◆ Assignment
Nothing is needed except the lines below that run from the one with "triggers.push(Trigger::InsightGenerated);" through the one with "pub fn resync(&mut", repeated exactly.

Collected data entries
——————————

//! In-memory application of streak, XP and badge rules to one record.

use chrono::NaiveDate;
use serde::Serialize;
use tracing::debug;

use crate::activity::ActivityHistory;
use crate::badge::{self, BadgeDefinition, Trigger};
use crate::error::Result;
use crate::progress::{ActivityCounters, UserProgress};
use crate::streak::{self, StreakChange};
use crate::types::{format_earned_date, StoredDate, Timestamp};
use crate::xp::{self, LevelTable, XpAward};

/// A batch of changes to one progress record.
///
/// Collects every badge unlocked and every XP award made, in the order they
/// happened. The storage layer creates one per read-modify-write and
/// persists the record after [`finish`](Self::finish).
///
/// # Example
/// ```
/// use chrono::NaiveDate;
/// use teddy_progress::{ProgressUpdate, Trigger, UserProgress};
///
/// let today = NaiveDate::from_ymd_opt(2025, 5, 4).unwrap();
/// let mut progress = UserProgress::default();
/// progress.counters.mood_log_count = 5;
///
/// let mut update = ProgressUpdate::new(&mut progress, today, 50);
/// update.evaluate(Trigger::Mood(5)).unwrap();
/// let summary = update.finish();
///
/// assert_eq!(summary.newly_earned, vec!["mood_tracker_5".to_string()]);
/// assert_eq!(progress.total_xp, 25);
/// ```
#[derive(Debug)]
pub struct ProgressUpdate<'a> {
    progress: &'a mut UserProgress,
    today: NaiveDate,
    now: Timestamp,
    history_limit: usize,
    newly_earned: Vec<String>,
    xp_awards: Vec<XpAward>,
    streak: Option<StreakChange>,
}

/// What a [`ProgressUpdate`] changed.
#[derive(Clone, Debug, Default, PartialEq, Eq, Serialize)]
pub struct UpdateSummary {
    /// Badges unlocked, in unlock order.
    pub newly_earned: Vec<String>,
    /// XP awards, in award order (badge rewards included).
    pub xp_awards: Vec<XpAward>,
    /// Streak change, if a journal entry was recorded.
    pub streak: Option<StreakChange>,
}

impl UpdateSummary {
    /// Total XP gained across all awards.
    pub fn xp_gained(&self) -> u64 {
        self.xp_awards
            .iter()
            .fold(0u64, |sum, a| sum.saturating_add(a.xp_gained))
    }

    /// Returns true if nothing changed.
    pub fn is_empty(&self) -> bool {
        self.newly_earned.is_empty() && self.xp_awards.is_empty() && self.streak.is_none()
    }
}

impl<'a> ProgressUpdate<'a> {
    /// Starts an update of `progress` happening on `today`.
    pub fn new(progress: &'a mut UserProgress, today: NaiveDate, history_limit: usize) -> Self {
        Self {
            progress,
            today,
            now: Timestamp::now(),
            history_limit,
            newly_earned: Vec::new(),
            xp_awards: Vec::new(),
            streak: None,
        }
    }

    /// Overrides the timestamp recorded in the XP audit trail.
    pub fn at(mut self, now: Timestamp) -> Self {
        self.now = now;
        self
    }

    /// The record as changed so far.
    #[inline]
    pub fn progress(&self) -> &UserProgress {
        self.progress
    }

    /// Mutable access to the activity counters.
    #[inline]
    pub fn counters_mut(&mut self) -> &mut ActivityCounters {
        &mut self.progress.counters
    }

    /// Awards XP, then unlocks any level badges the new level reaches.
    pub fn award_xp(&mut self, amount: u64, reason: impl Into<String>) -> Result<()> {
        let award = xp::apply_xp(
            self.progress,
            amount,
            reason,
            self.now,
            self.history_limit,
        )?;
        let leveled_up = award.leveled_up;
        self.xp_awards.push(award);

        if leveled_up {
            self.settle_levels()?;
        }
        Ok(())
    }

    /// Unlocks every badge the trigger qualifies for.
    ///
    /// Each unlock records today's date and awards the badge's XP. Returns
    /// the badges unlocked by this call, including level badges reached
    /// through their XP. Running it again with the same counters unlocks
    /// nothing.
    ///
    /// A `Trigger::Level` is checked against the level `total_xp` actually
    /// reaches; the number it carries is ignored.
    pub fn evaluate(&mut self, trigger: Trigger) -> Result<Vec<&'static str>> {
        let trigger = match trigger {
            Trigger::Level(_) => Trigger::Level(self.current_level()),
            other => other,
        };
        let mut unlocked = self.unlock(trigger)?;
        if trigger.category() != badge::BadgeCategory::Progress {
            unlocked.extend(self.settle_levels()?);
        }
        Ok(unlocked)
    }

    /// Evaluates every counter-driven category against the record.
    ///
    /// Streak badges are checked against the longest streak, so a rebuilt
    /// history unlocks what the user achieved in the past.
    pub fn evaluate_all(&mut self) -> Result<Vec<&'static str>> {
        let counters = &self.progress.counters;
        let mut triggers = vec![
            Trigger::Streak(self.progress.longest_streak),
            Trigger::Entries(counters.entry_count),
            Trigger::Mood(counters.mood_log_count),
            Trigger::Login(counters.login_days),
        ];
        if counters.insights_received > 0 {
            triggers.push(Trigger::InsightGenerated);
        }
        if counters.breathing_sessions > 0 {
            triggers.push(Trigger::BreathingCompleted);
        }

        let mut unlocked = Vec::new();
        for trigger in triggers {
            unlocked.extend(self.unlock(trigger)?);
        }
        unlocked.extend(self.settle_levels()?);
        Ok(unlocked)
    }

    /// Replaces counters and streaks with values rebuilt from the app's
    /// own records, then evaluates every counter-driven category.
    ///
    /// The longest streak never drops below its stored value.
    pub fn resync(&mut self, history: &ActivityHistory) -> Result<Vec<&'static str>> {
        let rebuilt = streak::rebuild(&history.entry_dates, self.today);

        let progress = &mut *self.progress;
        progress.counters.entry_count = history.entry_dates.len() as u64;
        progress.counters.mood_log_count = history.mood_logs;
        progress.counters.insights_received = history.insights;
        progress.current_streak = rebuilt.current;
        progress.longest_streak = progress.longest_streak.max(rebuilt.longest);
        progress.last_entry_date = rebuilt.last.map(StoredDate::Day);

        debug!(
            entries = progress.counters.entry_count,
            current_streak = progress.current_streak,
            longest_streak = progress.longest_streak,
            "Progress rebuilt from history"
        );

        self.evaluate_all()
    }

    /// Applies a journal entry to the streak and evaluates streak badges.
    pub fn record_entry(&mut self) -> Result<StreakChange> {
        let change = streak::advance(self.progress, self.today);
        self.streak = Some(change);
        self.evaluate(Trigger::Streak(self.progress.current_streak))?;
        Ok(change)
    }

    /// Restores the record invariants and reports what changed.
    pub fn finish(self) -> UpdateSummary {
        self.progress.normalize(self.today, self.history_limit);
        UpdateSummary {
            newly_earned: self.newly_earned,
            xp_awards: self.xp_awards,
            streak: self.streak,
        }
    }

    fn unlock(&mut self, trigger: Trigger) -> Result<Vec<&'static str>> {
        let candidates: Vec<&'static BadgeDefinition> =
            badge::unlockable(self.progress, trigger).collect();

        let mut unlocked = Vec::with_capacity(candidates.len());
        for def in candidates {
            self.progress.earned_badges.insert(def.id.to_string());
            self.progress
                .earned_dates
                .insert(def.id.to_string(), format_earned_date(self.today));

            let award = xp::apply_xp(
                self.progress,
                def.xp_reward,
                format!("earning the {} badge", def.name),
                self.now,
                self.history_limit,
            )?;
            self.xp_awards.push(award);
            self.newly_earned.push(def.id.to_string());
            unlocked.push(def.id);

            debug!(badge = def.id, ?trigger, "Badge unlocked");
        }
        Ok(unlocked)
    }

    fn current_level(&self) -> u32 {
        LevelTable::standard().level_for(self.progress.total_xp).level
    }

    /// Evaluates level badges until badge XP stops unlocking new ones.
    fn settle_levels(&mut self) -> Result<Vec<&'static str>> {
        let mut unlocked = Vec::new();
        loop {
            let batch = self.unlock(Trigger::Level(self.current_level()))?;
            if batch.is_empty() {
                return Ok(unlocked);
            }
            unlocked.extend(batch);
        }
    }
}

#[cfg(test)]
mod tests {
    use super::*;
    use crate::types::StoredDate;

    fn day(d: u32) -> NaiveDate {
        NaiveDate::from_ymd_opt(2025, 5, d).unwrap()
    }

    #[test]
    fn test_streak_badge_on_third_day() {
        let mut progress = UserProgress::default();
        for d in 1..=2 {
            let mut update = ProgressUpdate::new(&mut progress, day(d), 50);
            update.record_entry().unwrap();
            assert!(update.finish().newly_earned.is_empty());
        }

        let mut update = ProgressUpdate::new(&mut progress, day(3), 50);
        update.record_entry().unwrap();
        let summary = update.finish();

        assert_eq!(summary.newly_earned, vec!["streak_3".to_string()]);
        assert_eq!(summary.xp_gained(), 30);
        assert_eq!(progress.earned_dates["streak_3"], "May 03, 2025");
        assert_eq!(
            progress.xp_history.back().unwrap().reason,
            "earning the Consistency Builder badge"
        );
    }

    #[test]
    fn test_evaluate_is_idempotent() {
        let mut progress = UserProgress::default();
        let mut update = ProgressUpdate::new(&mut progress, day(1), 50);
        assert_eq!(update.evaluate(Trigger::Entries(5)).unwrap(), vec!["entries_5"]);
        assert!(update.evaluate(Trigger::Entries(5)).unwrap().is_empty());
        let summary = update.finish();
        assert_eq!(summary.newly_earned.len(), 1);
        assert_eq!(progress.total_xp, 25);
    }

    #[test]
    fn test_multiple_badges_in_table_order() {
        let mut progress = UserProgress::default();
        let mut update = ProgressUpdate::new(&mut progress, day(1), 50);
        update.evaluate(Trigger::Streak(14)).unwrap();
        let summary = update.finish();
        assert_eq!(
            summary.newly_earned,
            vec!["streak_3", "streak_7", "streak_14"]
        );
        assert_eq!(progress.total_xp, 240);
    }

    #[test]
    fn test_level_badges_cascade() {
        let mut progress = UserProgress {
            total_xp: 390,
            ..Default::default()
        };
        let mut update = ProgressUpdate::new(&mut progress, day(1), 50);
        update.award_xp(10, "creating a journal entry").unwrap();
        let summary = update.finish();

        // 400 reaches level 5; level_5 adds 50
        assert_eq!(summary.newly_earned, vec!["level_5".to_string()]);
        assert_eq!(progress.total_xp, 450);
        assert_eq!(summary.xp_awards.len(), 2);
    }

    #[test]
    fn test_large_award_unlocks_both_level_badges() {
        let mut progress = UserProgress::default();
        let mut update = ProgressUpdate::new(&mut progress, day(1), 50);
        update.award_xp(2650, "migration bonus").unwrap();
        let summary = update.finish();
        assert_eq!(summary.newly_earned, vec!["level_5", "level_10"]);
        assert_eq!(summary.xp_awards[0].levels_gained, 10);
        assert_eq!(progress.total_xp, 2800);
    }

    #[test]
    fn test_badge_xp_can_unlock_level_badge() {
        let mut progress = UserProgress {
            total_xp: 380,
            ..Default::default()
        };
        let mut update = ProgressUpdate::new(&mut progress, day(1), 50);
        let unlocked = update.evaluate(Trigger::Entries(5)).unwrap();
        assert_eq!(unlocked, vec!["entries_5", "level_5"]);
    }

    #[test]
    fn test_evaluate_all() {
        let mut progress = UserProgress {
            longest_streak: 8,
            current_streak: 0,
            ..Default::default()
        };
        progress.counters.entry_count = 21;
        progress.counters.breathing_sessions = 2;

        let mut update = ProgressUpdate::new(&mut progress, day(1), 50);
        update.evaluate_all().unwrap();
        let summary = update.finish();

        assert_eq!(
            summary.newly_earned,
            vec!["streak_3", "streak_7", "entries_5", "entries_20", "breathing_session"]
        );
    }

    #[test]
    fn test_resync_rebuilds_counters_and_streaks() {
        let mut progress = UserProgress {
            longest_streak: 10,
            current_streak: 1,
            ..Default::default()
        };
        progress.counters.entry_count = 1;

        let history = ActivityHistory {
            entry_dates: vec![day(6), day(7), day(8), day(8), day(2)],
            mood_logs: 5,
            insights: 0,
        };

        let mut update = ProgressUpdate::new(&mut progress, day(9), 50);
        let unlocked = update.resync(&history).unwrap();
        update.finish();

        assert_eq!(progress.counters.entry_count, 5);
        assert_eq!(progress.current_streak, 3);
        assert_eq!(progress.longest_streak, 10);
        assert_eq!(progress.last_entry_day(), Some(day(8)));
        assert_eq!(
            unlocked,
            vec!["streak_3", "streak_7", "entries_5", "mood_tracker_5"]
        );
    }

    #[test]
    fn test_failed_award_leaves_batch_usable() {
        let mut progress = UserProgress::default();
        let mut update = ProgressUpdate::new(&mut progress, day(1), 50);
        assert!(update.award_xp(0, "nothing").is_err());
        update.award_xp(5, "logging your mood").unwrap();
        assert_eq!(update.finish().xp_gained(), 5);
    }

    #[test]
    fn test_finish_normalizes() {
        let mut progress = UserProgress {
            current_streak: 4,
            longest_streak: 1,
            last_entry_date: Some(StoredDate::Day(day(1))),
            ..Default::default()
        };
        let summary = ProgressUpdate::new(&mut progress, day(1), 50).finish();
        assert!(summary.is_empty());
        assert_eq!(progress.longest_streak, 4);
    }

    #[test]
    fn test_level_trigger_uses_actual_level() {
        let mut progress = UserProgress::default();
        let mut update = ProgressUpdate::new(&mut progress, day(1), 50);
        assert!(update.evaluate(Trigger::Level(10)).unwrap().is_empty());
        update.finish();
        assert!(progress.earned_badges.is_empty());
        assert_eq!(progress.total_xp, 0);

        progress.total_xp = 400;
        let mut update = ProgressUpdate::new(&mut progress, day(1), 50);
        assert_eq!(update.evaluate(Trigger::Level(10)).unwrap(), vec!["level_5"]);
        update.finish();
        assert!(!progress.has_badge("level_10"));
    }
}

——————————

◆ Task result
            triggers.push(Trigger::InsightGenerated);
        }
        if counters.breathing_sessions > 0 {
            triggers.push(Trigger::BreathingCompleted);
        }

        let mut unlocked = Vec::new();
        for trigger in triggers {
            unlocked.extend(self.unlock(trigger)?);
        }
        unlocked.extend(self.settle_levels()?);
        Ok(unlocked)
    }

    /// Replaces counters and streaks with values rebuilt from the app's
    /// own records, then evaluates every counter-driven category.
    ///
    /// The longest streak never drops below its stored value.
    pub fn resync(&mut self, history: &ActivityHistory) -> Result<Vec<&'static str>> {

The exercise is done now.